■ **WHAT TO PRODUCE**: Transcribe every record below word for word.

■ **DATA SHOWN**:
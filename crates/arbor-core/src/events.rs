//! Tree notifications and the event bus that distributes them.
//!
//! Mutation operations emit [`TreeEvent`]s fire-and-forget: emission never
//! fails and never waits for a consumer. Each event is wrapped in an
//! [`EventEnvelope`] carrying a UUIDv7 event id, a namespaced type and the
//! entity it concerns, then broadcast to every subscriber.

use std::fmt;
use std::sync::Arc;

use chrono::{DateTime, Utc};
use serde::Serialize;
use tokio::sync::broadcast;
use uuid::Uuid;

use crate::clock::{Clock, SystemClock};
use crate::models::NoteId;

// ============================================================================
// Event Envelope
// ============================================================================

/// Self-describing wrapper around a [`TreeEvent`].
///
/// ## Wire Format
///
/// ```text
/// {"event_id":"...","event_type":"note.child_created","occurred_at":"...",
///  "entity_type":"note","entity_id":"...","payload_version":1,"payload":{...}}
/// ```
///
/// `payload_version` increments on breaking payload changes; consumers
/// ignore unknown fields.
#[derive(Debug, Clone, Serialize)]
pub struct EventEnvelope {
    /// Unique event identifier (UUIDv7 for temporal ordering).
    pub event_id: Uuid,
    /// Namespaced event type (e.g., `"note.title_changed"`).
    pub event_type: String,
    pub occurred_at: DateTime<Utc>,
    #[serde(skip_serializing_if = "Option::is_none")]
    pub entity_type: Option<String>,
    #[serde(skip_serializing_if = "Option::is_none")]
    pub entity_id: Option<String>,
    pub payload_version: u32,
    pub payload: TreeEvent,
}

impl EventEnvelope {
    pub fn new(event: TreeEvent, occurred_at: DateTime<Utc>) -> Self {
        Self {
            event_id: crate::uuid_utils::new_v7(),
            event_type: event.namespaced_event_type().to_string(),
            occurred_at,
            entity_type: event.entity_type().map(String::from),
            entity_id: event.entity_id().map(|id| id.to_string()),
            payload_version: 1,
            payload: event,
        }
    }
}

// ============================================================================
// Tree Event (domain payloads)
// ============================================================================

/// Notification emitted by tree mutations and background tasks.
///
/// Serialized as JSON with a `type` tag field, e.g.:
/// `{"type":"ChildNoteCreated","child_note_id":"...","parent_note_id":"..."}`
#[derive(Debug, Clone, PartialEq, Serialize)]
#[serde(tag = "type")]
pub enum TreeEvent {
    /// A note was created under a parent.
    ChildNoteCreated {
        child_note_id: NoteId,
        parent_note_id: NoteId,
    },
    /// A note's title was set (on creation or by an update).
    NoteTitleChanged { note_id: NoteId, title: String },
    /// Sibling positions under a parent were renumbered in bulk.
    NoteReordered { parent_note_id: NoteId },
    /// A long-running task made progress.
    TaskProgress {
        task_id: String,
        task_type: String,
        progress_count: u64,
    },
    /// An erasure sweep purged soft-deleted notes.
    NotesErased { note_count: usize },
}

impl TreeEvent {
    /// Returns the event type name.
    pub fn event_type(&self) -> &'static str {
        match self {
            TreeEvent::ChildNoteCreated { .. } => "ChildNoteCreated",
            TreeEvent::NoteTitleChanged { .. } => "NoteTitleChanged",
            TreeEvent::NoteReordered { .. } => "NoteReordered",
            TreeEvent::TaskProgress { .. } => "TaskProgress",
            TreeEvent::NotesErased { .. } => "NotesErased",
        }
    }

    /// Returns the namespaced event type for the envelope (e.g., `"note.title_changed"`).
    pub fn namespaced_event_type(&self) -> &'static str {
        match self {
            TreeEvent::ChildNoteCreated { .. } => "note.child_created",
            TreeEvent::NoteTitleChanged { .. } => "note.title_changed",
            TreeEvent::NoteReordered { .. } => "note.reordered",
            TreeEvent::TaskProgress { .. } => "task.progress",
            TreeEvent::NotesErased { .. } => "erasure.completed",
        }
    }

    /// Returns the entity type this event relates to.
    pub fn entity_type(&self) -> Option<&'static str> {
        match self {
            TreeEvent::ChildNoteCreated { .. }
            | TreeEvent::NoteTitleChanged { .. }
            | TreeEvent::NoteReordered { .. } => Some("note"),
            TreeEvent::TaskProgress { .. } => Some("task"),
            TreeEvent::NotesErased { .. } => None,
        }
    }

    /// Returns the primary entity ID this event relates to.
    pub fn entity_id(&self) -> Option<&str> {
        match self {
            TreeEvent::ChildNoteCreated { child_note_id, .. } => Some(child_note_id.as_str()),
            TreeEvent::NoteTitleChanged { note_id, .. } => Some(note_id.as_str()),
            TreeEvent::NoteReordered { parent_note_id } => Some(parent_note_id.as_str()),
            TreeEvent::TaskProgress { task_id, .. } => Some(task_id),
            TreeEvent::NotesErased { .. } => None,
        }
    }
}

// ============================================================================
// Event Bus
// ============================================================================

/// Broadcast-based event bus for distributing tree events.
///
/// Uses `tokio::sync::broadcast`; slow receivers that fall behind get a
/// `Lagged` error and miss events. Envelopes are stamped by the bus clock,
/// the wall clock unless [`EventBus::with_clock`] says otherwise.
#[derive(Clone)]
pub struct EventBus {
    tx: broadcast::Sender<EventEnvelope>,
    clock: Arc<dyn Clock>,
}

impl fmt::Debug for EventBus {
    fn fmt(&self, f: &mut fmt::Formatter<'_>) -> fmt::Result {
        f.debug_struct("EventBus")
            .field("subscriber_count", &self.tx.receiver_count())
            .finish_non_exhaustive()
    }
}

impl EventBus {
    /// Create a new event bus with the given buffer capacity.
    ///
    /// Recommended: 256 for production, 32 for tests.
    pub fn new(capacity: usize) -> Self {
        let (tx, _) = broadcast::channel(capacity);
        Self {
            tx,
            clock: Arc::new(SystemClock),
        }
    }

    /// Handle on the same channel whose envelopes are stamped by `clock`.
    pub fn with_clock(mut self, clock: Arc<dyn Clock>) -> Self {
        self.clock = clock;
        self
    }

    /// Emit an event to all subscribers. Dropped silently when nobody listens.
    pub fn emit(&self, event: TreeEvent) {
        let envelope = EventEnvelope::new(event, self.clock.now());
        let subscriber_count = self.tx.receiver_count();
        tracing::debug!(
            event_type = %envelope.event_type,
            event_id = %envelope.event_id,
            subscriber_count,
            "EventBus emit"
        );
        let _ = self.tx.send(envelope);
    }

    /// Subscribe to receive enveloped events.
    pub fn subscribe(&self) -> broadcast::Receiver<EventEnvelope> {
        self.tx.subscribe()
    }

    /// Returns the number of active subscribers.
    pub fn subscriber_count(&self) -> usize {
        self.tx.receiver_count()
    }
}

impl Default for EventBus {
    fn default() -> Self {
        Self::new(crate::defaults::EVENT_BUS_CAPACITY)
    }
}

■ **EXERCISE SOLUTION**:
filename crates/arbor-core/src/events.rs
//! Tree notifications and the event bus that distributes them.
//!
//! Mutation operations emit [`TreeEvent`]s fire-and-forget: emission never
//! fails and never waits for a consumer. Each event is wrapped in an
//! [`EventEnvelope`] carrying a UUIDv7 event id, a namespaced type and the
//! entity it concerns, then broadcast to every subscriber.

use std::fmt;
use std::sync::Arc;

use chrono::{DateTime, Utc};
use serde::Serialize;
use tokio::sync::broadcast;
use uuid::Uuid;

use crate::clock::{Clock, SystemClock};
use crate::models::NoteId;

// ============================================================================
// Event Envelope
// ============================================================================

/// Self-describing wrapper around a [`TreeEvent`].
///
/// ## Wire Format
///
/// ```text
/// {"event_id":"...","event_type":"note.child_created","occurred_at":"...",
///  "entity_type":"note","entity_id":"...","payload_version":1,"payload":{...}}
/// ```
///
/// `payload_version` increments on breaking payload changes; consumers
/// ignore unknown fields.
#[derive(Debug, Clone, Serialize)]
pub struct EventEnvelope {
    /// Unique event identifier (UUIDv7 for temporal ordering).
    pub event_id: Uuid,
    /// Namespaced event type (e.g., `"note.title_changed"`).
    pub event_type: String,
    pub occurred_at: DateTime<Utc>,
    #[serde(skip_serializing_if = "Option::is_none")]
    pub entity_type: Option<String>,
    #[serde(skip_serializing_if = "Option::is_none")]
    pub entity_id: Option<String>,
    pub payload_version: u32,
    pub payload: TreeEvent,
}

impl EventEnvelope {
    pub fn new(event: TreeEvent, occurred_at: DateTime<Utc>) -> Self {
        Self {
            event_id: crate::uuid_utils::new_v7(),
            event_type: event.namespaced_event_type().to_string(),
            occurred_at,
            entity_type: event.entity_type().map(String::from),
            entity_id: event.entity_id().map(|id| id.to_string()),
            payload_version: 1,
            payload: event,
        }
    }
}

// ============================================================================
// Tree Event (domain payloads)
// ============================================================================

/// Notification emitted by tree mutations and background tasks.
///
/// Serialized as JSON with a `type` tag field, e.g.:
/// `{"type":"ChildNoteCreated","child_note_id":"...","parent_note_id":"..."}`
#[derive(Debug, Clone, PartialEq, Serialize)]
#[serde(tag = "type")]
pub enum TreeEvent {
    /// A note was created under a parent.
    ChildNoteCreated {
        child_note_id: NoteId,
        parent_note_id: NoteId,
    },
    /// A note's title was set (on creation or by an update).
    NoteTitleChanged { note_id: NoteId, title: String },
    /// Sibling positions under a parent were renumbered in bulk.
    NoteReordered { parent_note_id: NoteId },
    /// A long-running task made progress.
    TaskProgress {
        task_id: String,
        task_type: String,
        progress_count: u64,
    },
    /// An erasure sweep purged soft-deleted notes.
    NotesErased { note_count: usize },
}

impl TreeEvent {
    /// Returns the event type name.
    pub fn event_type(&self) -> &'static str {
        match self {
            TreeEvent::ChildNoteCreated { .. } => "ChildNoteCreated",
            TreeEvent::NoteTitleChanged { .. } => "NoteTitleChanged",
            TreeEvent::NoteReordered { .. } => "NoteReordered",
            TreeEvent::TaskProgress { .. } => "TaskProgress",
            TreeEvent::NotesErased { .. } => "NotesErased",
        }
    }

    /// Returns the namespaced event type for the envelope (e.g., `"note.title_changed"`).
    pub fn namespaced_event_type(&self) -> &'static str {
        match self {
            TreeEvent::ChildNoteCreated { .. } => "note.child_created",
            TreeEvent::NoteTitleChanged { .. } => "note.title_changed",
            TreeEvent::NoteReordered { .. } => "note.reordered",
            TreeEvent::TaskProgress { .. } => "task.progress",
            TreeEvent::NotesErased { .. } => "erasure.completed",
        }
    }

    /// Returns the entity type this event relates to.
    pub fn entity_type(&self) -> Option<&'static str> {
        match self {
            TreeEvent::ChildNoteCreated { .. }
            | TreeEvent::NoteTitleChanged { .. }
            | TreeEvent::NoteReordered { .. } => Some("note"),
            TreeEvent::TaskProgress { .. } => Some("task"),
            TreeEvent::NotesErased { .. } => None,
        }
    }

    /// Returns the primary entity ID this event relates to.
    pub fn entity_id(&self) -> Option<&str> {
        match self {
            TreeEvent::ChildNoteCreated { child_note_id, .. } => Some(child_note_id.as_str()),
            TreeEvent::NoteTitleChanged { note_id, .. } => Some(note_id.as_str()),
            TreeEvent::NoteReordered { parent_note_id } => Some(parent_note_id.as_str()),
            TreeEvent::TaskProgress { task_id, .. } => Some(task_id),
            TreeEvent::NotesErased { .. } => None,
        }
    }
}

// ============================================================================
// Event Bus
// ============================================================================

/// Broadcast-based event bus for distributing tree events.
///
/// Uses `tokio::sync::broadcast`; slow receivers that fall behind get a
/// `Lagged` error and miss events. Envelopes are stamped by the bus clock,
/// the wall clock unless [`EventBus::with_clock`] says otherwise.
#[derive(Clone)]
pub struct EventBus {
    tx: broadcast::Sender<EventEnvelope>,
    clock: Arc<dyn Clock>,
}

impl fmt::Debug for EventBus {
    fn fmt(&self, f: &mut fmt::Formatter<'_>) -> fmt::Result {
        f.debug_struct("EventBus")
            .field("subscriber_count", &self.tx.receiver_count())
            .finish_non_exhaustive()
    }
}

impl EventBus {
    /// Create a new event bus with the given buffer capacity.
    ///
    /// Recommended: 256 for production, 32 for tests.
    pub fn new(capacity: usize) -> Self {
        let (tx, _) = broadcast::channel(capacity);
        Self {
            tx,
            clock: Arc::new(SystemClock),
        }
    }

    /// Handle on the same channel whose envelopes are stamped by `clock`.
    pub fn with_clock(mut self, clock: Arc<dyn Clock>) -> Self {
        self.clock = clock;
        self
    }

    /// Emit an event to all subscribers. Dropped silently when nobody listens.
    pub fn emit(&self, event: TreeEvent) {
        let envelope = EventEnvelope::new(event, self.clock.now());
        let subscriber_count = self.tx.receiver_count();
        tracing::debug!(
            event_type = %envelope.event_type,
            event_id = %envelope.event_id,
            subscriber_count,
            "EventBus emit"
        );
        let _ = self.tx.send(envelope);
    }

    /// Subscribe to receive enveloped events.
    pub fn subscribe(&self) -> broadcast::Receiver<EventEnvelope> {
        self.tx.subscribe()
    }

    /// Returns the number of active subscribers.
    pub fn subscriber_count(&self) -> usize {
        self.tx.receiver_count()
    }
}

impl Default for EventBus {
    fn default() -> Self {
        Self::new(crate::defaults::EVENT_BUS_CAPACITY)
    }
}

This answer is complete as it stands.